The main action of "Cop or Not" dealt with a gory double murder at the home of a movie star, or, as Regina King's Lydia put it, "celebrity death in the Twitter age." There were echoes of details from the tabloid tales of O. J. Simpson and Alec Baldwin, and the dazed chief suspect got to drop the names of Tony Scott and Sonny Chiba in the very same speech. (Arriving at the scene of the crime, one detective looked it over and said, "Wasn't this the house in the Snoop Dogg video?") John Cooper and his well-meaning but ever-feckless charge, Ben (Ben McKenzie), were obliged to spend their working day camped out in front of the property, directing traffic and discouraging the paparazzi, a misuse of precious manpower resources that made Cooper grumpy.  His authentically bleeped-out dialogue seemed to feature more bleeps than usual. Of course, grumpiness is Cooper's default setting, but still, a quick scene of him getting out of bed in the morning revealed that he'd gotten laid the night before, a major break for a guy who'd last been seen, the week before, crouching by the side of a dusty road loudly mourning the loss of his pain medication with an ambiguous, multi-layered intensity that most actors playing Lear wouldn't be able to bring to the death of Cordelia. (For what it's worth, Cooper's sleeping bedmate was male, which should settle a question that I understand the writers and Cudlitz thought they'd already answered several episodes back, only to learn that some viewers still hadn't gotten the memo.)

"Cop or Not" wasn't the strongest Southland episode of this season.

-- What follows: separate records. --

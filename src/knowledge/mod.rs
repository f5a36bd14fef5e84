//! # Knowledge Record Module
//!
//! The normalized unit of scraped content that is persisted to disk and
//! submitted to the RAG backend.
//!
//! ## Key Components
//!
//! - `CharacterId`: The identifier of the domain a record belongs to
//! - `KnowledgeRecord`: A single piece of knowledge with its metadata
//! - `ImportBatch`: The request body for the knowledge import endpoint
//! - `RecordBuilder`: Turns extracted page content into records for one domain
//!
//! A record can only be created through [`KnowledgeRecord::new`], which takes
//! the character id as a required argument. There is no default id and no
//! setter, so a record can never silently end up tagged with another domain.

mod builder;

pub use builder::{DomainProfile, ImportanceRules, KeywordRule, RecordBuilder};

use serde::{Deserialize, Serialize};
use std::fmt;

/// Identifier of a character domain in the RAG backend
#[derive(Debug, Clone, Copy, PartialEq, Eq, Hash, PartialOrd, Ord, Serialize, Deserialize)]
#[serde(transparent)]
pub struct CharacterId(u32);

impl CharacterId {
    /// Wrap a raw backend identifier
    pub const fn new(id: u32) -> Self {
        Self(id)
    }

    /// The raw identifier value
    pub const fn get(self) -> u32 {
        self.0
    }
}

impl fmt::Display for CharacterId {
    fn fmt(&self, f: &mut fmt::Formatter<'_>) -> fmt::Result {
        write!(f, "{}", self.0)
    }
}

/// Default knowledge type for records that carry none
pub const DEFAULT_KNOWLEDGE_TYPE: &str = "knowledge";

/// Lowest and highest importance score accepted by the backend
pub const MIN_IMPORTANCE: u8 = 1;
pub const MAX_IMPORTANCE: u8 = 10;

/// A normalized knowledge record.
///
/// Only serializable: input files go through the importer's `Normalizer`,
/// which supplies the configured id.
#[derive(Debug, Clone, PartialEq, Serialize)]
pub struct KnowledgeRecord {
    character_id: CharacterId,

    /// Title of the record, also used for deduplication and the file name
    pub title: String,

    /// Cleaned text body
    pub content: String,

    /// Knowledge category understood by the backend
    pub knowledge_type: String,

    /// Importance between 1 and 10
    pub importance_score: u8,

    /// Human readable source label
    pub source: String,

    /// URL the content was taken from
    pub source_url: String,

    /// Content language code
    pub language: String,

    /// Backend status flag, 1 means active
    pub status: u8,

    /// Ordered, deduplicated tags
    pub tags: Vec<String>,
}

impl KnowledgeRecord {
    /// Create a record owned by `character_id`
    pub fn new(
        character_id: CharacterId,
        title: impl Into<String>,
        content: impl Into<String>,
    ) -> Self {
        Self {
            character_id,
            title: title.into(),
            content: content.into(),
            knowledge_type: DEFAULT_KNOWLEDGE_TYPE.to_string(),
            importance_score: 5,
            source: String::new(),
            source_url: String::new(),
            language: "zh".to_string(),
            status: 1,
            tags: Vec::new(),
        }
    }

    /// The domain this record belongs to
    pub fn character_id(&self) -> CharacterId {
        self.character_id
    }

    pub fn with_knowledge_type(mut self, knowledge_type: impl Into<String>) -> Self {
        self.knowledge_type = knowledge_type.into();
        self
    }

    /// Set the importance, clamped to the accepted range
    pub fn with_importance(mut self, importance: i64) -> Self {
        self.importance_score =
            importance.clamp(i64::from(MIN_IMPORTANCE), i64::from(MAX_IMPORTANCE)) as u8;
        self
    }

    pub fn with_source(mut self, source: impl Into<String>) -> Self {
        self.source = source.into();
        self
    }

    pub fn with_source_url(mut self, source_url: impl Into<String>) -> Self {
        self.source_url = source_url.into();
        self
    }

    pub fn with_language(mut self, language: impl Into<String>) -> Self {
        self.language = language.into();
        self
    }

    pub fn with_status(mut self, status: u8) -> Self {
        self.status = status;
        self
    }

    /// Set the tags, dropping blanks and repeated entries
    pub fn with_tags<I, S>(mut self, tags: I) -> Self
    where
        I: IntoIterator<Item = S>,
        S: Into<String>,
    {
        self.tags = dedup_tags(tags.into_iter().map(Into::into), usize::MAX);
        self
    }

    /// Number of characters in the content
    pub fn content_chars(&self) -> usize {
        self.content.chars().count()
    }
}

/// Deduplicate tags preserving first occurrence, skipping blanks, keeping at most `cap`
pub(crate) fn dedup_tags(tags: impl IntoIterator<Item = String>, cap: usize) -> Vec<String> {
    let mut out: Vec<String> = Vec::new();
    for tag in tags {
        let tag = tag.trim();
        if tag.is_empty() || out.iter().any(|t| t == tag) {
            continue;
        }
        if out.len() >= cap {
            break;
        }
        out.push(tag.to_string());
    }
    out
}

/// Body of `POST /api/knowledge/import/text`
#[derive(Debug, Serialize)]
pub struct ImportBatch<'a> {
    #[serde(rename = "characterId")]
    pub character_id: CharacterId,

    #[serde(rename = "knowledgeItems")]
    pub knowledge_items: &'a [KnowledgeRecord],
}

impl<'a> ImportBatch<'a> {
    pub fn new(character_id: CharacterId, knowledge_items: &'a [KnowledgeRecord]) -> Self {
        Self {
            character_id,
            knowledge_items,
        }
    }
}

#[cfg(test)]
mod tests {
    use super::*;

    #[test]
    fn test_record_keeps_constructor_id() {
        let record = KnowledgeRecord::new(CharacterId::new(4), "工藤新一", "高中生侦探")
            .with_importance(42)
            .with_tags(["conan", " ", "conan", "detective"]);

        assert_eq!(record.character_id(), CharacterId::new(4));
        assert_eq!(record.importance_score, 10);
        assert_eq!(record.tags, vec!["conan", "detective"]);
    }

    #[test]
    fn test_importance_floor() {
        let record = KnowledgeRecord::new(CharacterId::new(1), "t", "c").with_importance(-3);
        assert_eq!(record.importance_score, 1);
    }

    #[test]
    fn test_serializes_snake_case() {
        let record = KnowledgeRecord::new(CharacterId::new(3), "相对论", "内容")
            .with_source_url("https://zh.wikipedia.org/wiki/x");
        let json = serde_json::to_value(&record).unwrap();
        assert_eq!(json["character_id"], 3);
        assert_eq!(json["source_url"], "https://zh.wikipedia.org/wiki/x");
        assert_eq!(json["knowledge_type"], DEFAULT_KNOWLEDGE_TYPE);
        assert!(json.get("characterId").is_none());
    }

    #[test]
    fn test_import_batch_wire_format() {
        let records = vec![KnowledgeRecord::new(CharacterId::new(2), "申辩篇", "文本")];
        let batch = ImportBatch::new(CharacterId::new(2), &records);
        let json = serde_json::to_value(&batch).unwrap();
        assert_eq!(json["characterId"], 2);
        assert_eq!(json["knowledgeItems"][0]["title"], "申辩篇");
        assert_eq!(json["knowledgeItems"][0]["character_id"], 2);
    }

    #[test]
    fn test_dedup_tags_cap() {
        let tags = dedup_tags(
            ["a", "b", "a", "c", "d"].into_iter().map(String::from),
            3,
        );
        assert_eq!(tags, vec!["a", "b", "c"]);
    }
}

Just as the show seemed to be dwelling on Sammy's guilty rage over Moretta's death, at least partly because it couldn't leave the matter unaddressed, the celebrity-death story idea felt a little obligatory, as if any show about crime in Los Angeles would have to say something about it eventually. But the show's strengths were evident in the off-center way it went at the tired subject. There was an element of wishful thinking in the quick efficiency with which it hurtled along, picking up, examining, and discarding every piece of the story, from the famous suspect's back story to the role the media plays in shaping the news and, ultimately, justice itself. (Compare that to Law & Order's uncharacteristically drawn-out take on the O.J. circus, which took three episodes to wrap itself up.)

The case ended with the strong suggestion that the movie star suspect was innocent but had been destroyed anyway, a revelation that had a kick to it but was all the more potent for practically taking place in a distant corner of the screen. Lydia seemed to be in danger of losing her career because of some bullshit involving the careless handling of some crime scene photos that wound up being shown on TMZ; that, not what really happened at the site of Snoop's old video, was what was most on her mind, and it was what the show seemed to care about most, too. The great thing about Southland is that it cares enough about its own characters to always remember where its priorities are.